From the entries below, copy every line holding the word "type".

- - -

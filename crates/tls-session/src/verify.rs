//! Peer-authorization policy applied when a handshake completes.
//!
//! The engine finishes a handshake whether or not the peer should be
//! trusted; this module holds the checks the engine does not enforce. The
//! outcome is recorded as data on the connection, never raised, so the layer
//! above decides what an untrusted peer means.

use std::fmt;

use tls_engine::{Certificate, PeerCertificates, Role, SessionInfo};
use tracing::debug;

use crate::error::Error;

/// A failed certificate-chain check, reported as data.
#[derive(Debug, Clone, PartialEq, Eq, thiserror::Error)]
#[error("{0}")]
pub struct CertificateError(pub String);

/// Validates peer certificate chains against a set of trusted roots.
pub trait TrustStore: Send + Sync {
    /// Checks a chain presented by a client (run by the server role).
    fn check_client_trusted(
        &self,
        chain: &[Certificate],
        algorithm: KeyExchangeAlgorithm,
    ) -> Result<(), CertificateError>;

    /// Checks a chain presented by a server (run by the client role).
    fn check_server_trusted(
        &self,
        chain: &[Certificate],
        algorithm: KeyExchangeAlgorithm,
    ) -> Result<(), CertificateError>;
}

/// Key-exchange family of the negotiated cipher suite.
///
/// There is no simple rule for choosing the trust-check algorithm, but the
/// suite-name prefix covers the known cases. Picking the wrong family can
/// fail validation because a checker may demand certificate attributes the
/// chain does not carry.
#[allow(missing_docs)]
#[derive(Debug, Clone, Copy, PartialEq, Eq)]
pub enum KeyExchangeAlgorithm {
    EcdheEcdsa,
    EcdheRsa,
    EcdhEcdsa,
    DheDss,
    DheRsa,
    EcdhRsa,
    RsaExport,
    Rsa,
    Unknown,
}

impl KeyExchangeAlgorithm {
    /// Maps a cipher-suite name to its key-exchange family. First matching
    /// prefix wins.
    pub fn from_suite(suite: &str) -> Self {
        let table: &[(&str, Self)] = &[
            ("TLS_ECDHE_ECDSA", Self::EcdheEcdsa),
            ("TLS_ECDHE_RSA", Self::EcdheRsa),
            ("TLS_ECDH_ECDSA", Self::EcdhEcdsa),
            ("TLS_DHE_DSS", Self::DheDss),
            ("TLS_DHE_RSA", Self::DheRsa),
            ("TLS_ECDH_RSA", Self::EcdhRsa),
            ("SSL_RSA_EXPORT", Self::RsaExport),
            ("TLS_RSA", Self::Rsa),
            ("SSL_RSA", Self::Rsa),
        ];
        table
            .iter()
            .find(|(prefix, _)| suite.starts_with(prefix))
            .map_or(Self::Unknown, |&(_, algorithm)| algorithm)
    }
}

impl fmt::Display for KeyExchangeAlgorithm {
    fn fmt(&self, f: &mut fmt::Formatter) -> fmt::Result {
        let name = match self {
            Self::EcdheEcdsa => "ECDHE_ECDSA",
            Self::EcdheRsa => "ECDHE_RSA",
            Self::EcdhEcdsa => "ECDH_ECDSA",
            Self::DheDss => "DHE_DSS",
            Self::DheRsa => "DHE_RSA",
            Self::EcdhRsa => "ECDH_RSA",
            Self::RsaExport => "RSA_EXPORT",
            Self::Rsa => "RSA",
            Self::Unknown => "UNKNOWN",
        };
        f.write_str(name)
    }
}

/// Applies the peer-authorization policy for a completed handshake.
///
/// An unverified peer or a missing chain only counts against a client, or
/// against a server that requested a certificate; an anonymous client talking
/// to a server that never asked is acceptable.
pub(crate) fn check_peer(
    role: Role,
    request_cert: bool,
    trust_store: Option<&dyn TrustStore>,
    session: &SessionInfo,
) -> Result<(), Error> {
    let identity_required = role == Role::Client || request_cert;

    let chain = match &session.peer_certificates {
        PeerCertificates::Unverified => {
            debug!("peer is unverified");
            if identity_required {
                return Err(Error::PeerUnverified);
            }
            return Ok(());
        }
        PeerCertificates::Absent => {
            debug!("peer presented no certificates");
            if identity_required {
                return Err(Error::NoPeerCertificates);
            }
            return Ok(());
        }
        PeerCertificates::Chain(chain) => chain,
    };

    let trust_store = trust_store.ok_or(Error::NoTrustedCas)?;

    let algorithm = KeyExchangeAlgorithm::from_suite(&session.cipher_suite);
    debug!(
        protocol = %session.protocol,
        suite = %session.cipher_suite,
        %algorithm,
        "checking peer trust"
    );
    let checked = match role {
        Role::Server => trust_store.check_client_trusted(chain, algorithm),
        Role::Client => trust_store.check_server_trusted(chain, algorithm),
    };
    checked.map_err(Error::from)
}
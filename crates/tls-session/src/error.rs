use tls_engine::EngineError;

use crate::verify::CertificateError;

/// Errors surfaced by the session adapter.
///
/// TLS-level failures never escape as `Err` from public operations; they are
/// recorded in the connection's error slots and delivered through callbacks.
/// The `Err` returns of public operations are reserved for host-integration
/// failures.
#[derive(Debug, Clone, PartialEq, thiserror::Error)]
pub enum Error {
    /// The engine rejected or failed a record transform.
    #[error(transparent)]
    Engine(#[from] EngineError),

    /// The peer's identity could not be established.
    #[error("peer not verified")]
    PeerUnverified,

    /// The peer presented an empty certificate chain.
    #[error("Peer has no certificates")]
    NoPeerCertificates,

    /// Peer verification ran without a trust store.
    #[error("No trusted CAs")]
    NoTrustedCas,

    /// The trust store rejected the peer's chain.
    #[error("certificate check failed: {0}")]
    Certificate(#[from] CertificateError),

    /// An operation ran before `init` created the engine.
    #[error("connection is not initialized")]
    NotInitialized,

    /// The runtime dropped the delegated-task resume message.
    #[error("runtime shut down during delegated tasks")]
    RuntimeShutdown,
}
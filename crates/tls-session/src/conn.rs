//! The connection: queues, scratch buffers, and the encode loop.

use std::{collections::VecDeque, sync::Arc};

use bytes::Bytes;
use futures::channel::oneshot;
use tls_engine::{
    Certificate, ClientAuth, Engine, EngineContext, EngineError, EngineResult, HandshakeStatus,
    PeerCertificates, Role, Status,
};
use tracing::{debug, trace};

use crate::{
    buffer::SessionBuf,
    chunk::Chunk,
    error::Error,
    runtime::Runtime,
    verify::{self, TrustStore},
    EOF,
};

/// Completion callback attached to a queued chunk.
///
/// Invoked with `None` once the chunk has been processed, or with the error
/// that stopped it. Fires at most once.
pub type ChunkCallback = Box<dyn FnOnce(Option<Error>) + Send>;

/// Delivers ciphertext to the transport: `(records, shutdown, completion)`.
///
/// When a completion callback is handed over, the transport invokes it after
/// the bytes have been passed on.
pub type WriteCallback = Box<dyn FnMut(Option<Bytes>, bool, Option<ChunkCallback>) + Send>;

/// Delivers plaintext to the reader. A non-zero error code signals inbound
/// EOF or a lower-layer failure; the payload may be absent in that case.
pub type ReadCallback = Box<dyn FnMut(Option<Bytes>, i32) + Send>;

/// Handshake lifecycle notification.
pub type HandshakeCallback = Box<dyn FnMut() + Send>;

/// Fatal error notification.
pub type ErrorCallback = Box<dyn FnMut(Error) + Send>;

/// A memory-only TLS session: plaintext in, records out, and vice versa.
///
/// The connection owns its engine and never touches a socket. Each public
/// operation enqueues work and then drives the engine until it stalls:
/// waiting for more ciphertext, idle with empty queues, or off running
/// delegated tasks. All results flow through the configured callbacks, on
/// the event-loop context of the caller.
pub struct Connection {
    runtime: Arc<dyn Runtime>,
    role: Role,
    server_name: Option<String>,
    server_port: u16,

    request_cert: bool,
    reject_unauthorized: bool,

    engine: Option<Box<dyn Engine>>,
    trust_store: Option<Arc<dyn TrustStore>>,

    outgoing: VecDeque<Chunk>,
    incoming: VecDeque<Chunk>,
    write_buf: SessionBuf,
    read_buf: SessionBuf,

    handshaking: bool,
    init_finished: bool,
    sent_shutdown: bool,
    received_shutdown: bool,

    error: Option<Error>,
    verify_error: Option<Error>,

    on_write: Option<WriteCallback>,
    on_read: Option<ReadCallback>,
    on_handshake_start: Option<HandshakeCallback>,
    on_handshake_done: Option<HandshakeCallback>,
    on_error: Option<ErrorCallback>,
}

- - -

**Result**
pub type ChunkCallback = Box<dyn FnOnce(Option<Error>) + Send>;
pub type WriteCallback = Box<dyn FnMut(Option<Bytes>, bool, Option<ChunkCallback>) + Send>;
pub type ReadCallback = Box<dyn FnMut(Option<Bytes>, i32) + Send>;
pub type HandshakeCallback = Box<dyn FnMut() + Send>;
pub type ErrorCallback = Box<dyn FnMut(Error) + Send>;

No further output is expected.